A long time ago in a state five hours away, I was a college student. In my years of higher education, I signed up for some creative writing classes. In these classes, I wrote some short stories...usually character driven stories about nothing in particular. I also produced poetry about unusual subjects. Two of those poems were published in 2007 by a magazine called The Kiosk. Now, that magazine is available on-line. Click the link and search for the pages

 LINK TO THE KIOSK 
Pages:
12 (Blubbering Buffoon)
43 (Heightened Alert)


Now, I did create other poetry that never was published. These 3 were all recited at an anti-Valentines Day reading in 2008 that was dubbed "The Flip-Side of Love."  It was my first and only reading. I'm not much of a public speaker.

Viral Love 

Love is like herpes,
An incurable infection
Uncomfortable and tender.

The severity of symptoms
Varies for each person.
Reoccurring outbreaks
Increase painful discomfort
Of the heart.


Herpes is manageable 
With specialized treatment,
But love cannot be controlled.
Direct contact spreads disease.
No protection is available For love.


The Dopamine Express

Toot toot, all aboard
The Dopamine Express
En route to Love town

Blowing back and forth
In the white powder.
Crystal rails inhaled
Through the tunnel
Of dead presidents.
My numb face
 Unable to feel 
Her luscious lips.
Lust filled eyes see
Her pendulum hips.
Her bubbly personality,
That striking smile, 
And those bouncy breasts
Are the sensations felt
By the Dopamine Express.




I Lost the Voice of Reason

My ex-wife won’t leave me alone

Stupid me for answering the phone.
The only salvation is my weekly trips
Slamming beers while gawking at tits.

My wallet gets skinnier up at the stage

Each dollar essential, only making minimum wage.
Forget food, gas, and paying rent…
The dancers at Teasers is where my cash went.

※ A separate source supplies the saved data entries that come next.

//! Named, capability-typed instrument handles.

use super::capabilities::PowerSupply;
use crate::error::{AppResult, LabError};
use serde::{Deserialize, Serialize};
use std::fmt;
use std::sync::Arc;

/// Capability type tag, as written in configuration and reported to clients.
#[derive(Debug, Clone, Copy, PartialEq, Eq, Hash, Serialize, Deserialize)]
#[serde(rename_all = "snake_case")]
pub enum DeviceType {
    PowerSupply,
}

impl fmt::Display for DeviceType {
    fn fmt(&self, f: &mut fmt::Formatter<'_>) -> fmt::Result {
        match self {
            DeviceType::PowerSupply => write!(f, "power_supply"),
        }
    }
}

/// The capability set an instrument exposes.
#[derive(Clone)]
pub enum InstrumentKind {
    PowerSupply(Arc<dyn PowerSupply>),
}

/// A configured instrument.
///
/// Cloning is cheap and shares the underlying driver.
#[derive(Clone)]
pub struct Instrument {
    name: String,
    kind: InstrumentKind,
}

impl fmt::Debug for Instrument {
    fn fmt(&self, f: &mut fmt::Formatter<'_>) -> fmt::Result {
        f.debug_struct("Instrument")
            .field("name", &self.name)
            .field("device_type", &self.device_type())
            .finish()
    }
}

impl Instrument {
    pub fn power_supply(name: impl Into<String>, driver: Arc<dyn PowerSupply>) -> Self {
        Self {
            name: name.into(),
            kind: InstrumentKind::PowerSupply(driver),
        }
    }

    pub fn name(&self) -> &str {
        &self.name
    }

    pub fn kind(&self) -> &InstrumentKind {
        &self.kind
    }

    pub fn device_type(&self) -> DeviceType {
        match self.kind {
            InstrumentKind::PowerSupply(_) => DeviceType::PowerSupply,
        }
    }

    pub fn as_power_supply(&self) -> Option<&Arc<dyn PowerSupply>> {
        match &self.kind {
            InstrumentKind::PowerSupply(supply) => Some(supply),
        }
    }

    pub async fn open(&self) -> AppResult<()> {
        match &self.kind {
            InstrumentKind::PowerSupply(supply) => supply.open().await,
        }
    }

    pub async fn close(&self) -> AppResult<()> {
        match &self.kind {
            InstrumentKind::PowerSupply(supply) => supply.close().await,
        }
    }

    pub async fn test_connection(&self) -> AppResult<()> {
        match &self.kind {
            InstrumentKind::PowerSupply(supply) => supply.test_connection().await,
        }
    }
}

/// The daemon's instruments, in configuration order.
#[derive(Debug, Clone, Default)]
pub struct InstrumentSet {
    instruments: Vec<Instrument>,
}

impl InstrumentSet {
    pub fn new(instruments: Vec<Instrument>) -> Self {
        Self { instruments }
    }

    pub fn get(&self, name: &str) -> Option<&Instrument> {
        self.instruments.iter().find(|i| i.name() == name)
    }

    pub fn iter(&self) -> impl Iterator<Item = &Instrument> {
        self.instruments.iter()
    }

    pub fn len(&self) -> usize {
        self.instruments.len()
    }

    pub fn is_empty(&self) -> bool {
        self.instruments.is_empty()
    }

    /// Look up `name` and require it to be a power supply.
    pub fn power_supply(&self, name: &str) -> AppResult<Arc<dyn PowerSupply>> {
        let instrument = self
            .get(name)
            .ok_or_else(|| LabError::UnknownDevice(name.to_string()))?;
        instrument.as_power_supply().cloned().ok_or_else(|| {
            LabError::Configuration(format!(
                "device '{}' is a {}, not a power supply",
                name,
                instrument.device_type()
            ))
        })
    }
}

The stripper climbs the pole with oomph, yet grace
Then slides to the floor to rub her chest in my face.
Quickly, I grab my secret stash of extra cash
Waiting for the next dancer to give me a flash.

My pockets picked, it should be a crime

Letting these teases rob me of every last dime.
Instead, I fall into their clever trap
Since they are topless, I don’t give a crap.

My mind on one thing, sex sex sex.

Deep down inside, I know what to expect.
I’ll be going home to my empty house
To accept that annoying call from my former spouse.



And this has been the first installment of my creative writing past...if I can find any of my short stories, I'll be sure to post those for your enjoyment....but mostly for a digital archive for myself. NERD ON! (I'm trying out a new sign off... that Batman rip off was too lengthy for my laziness).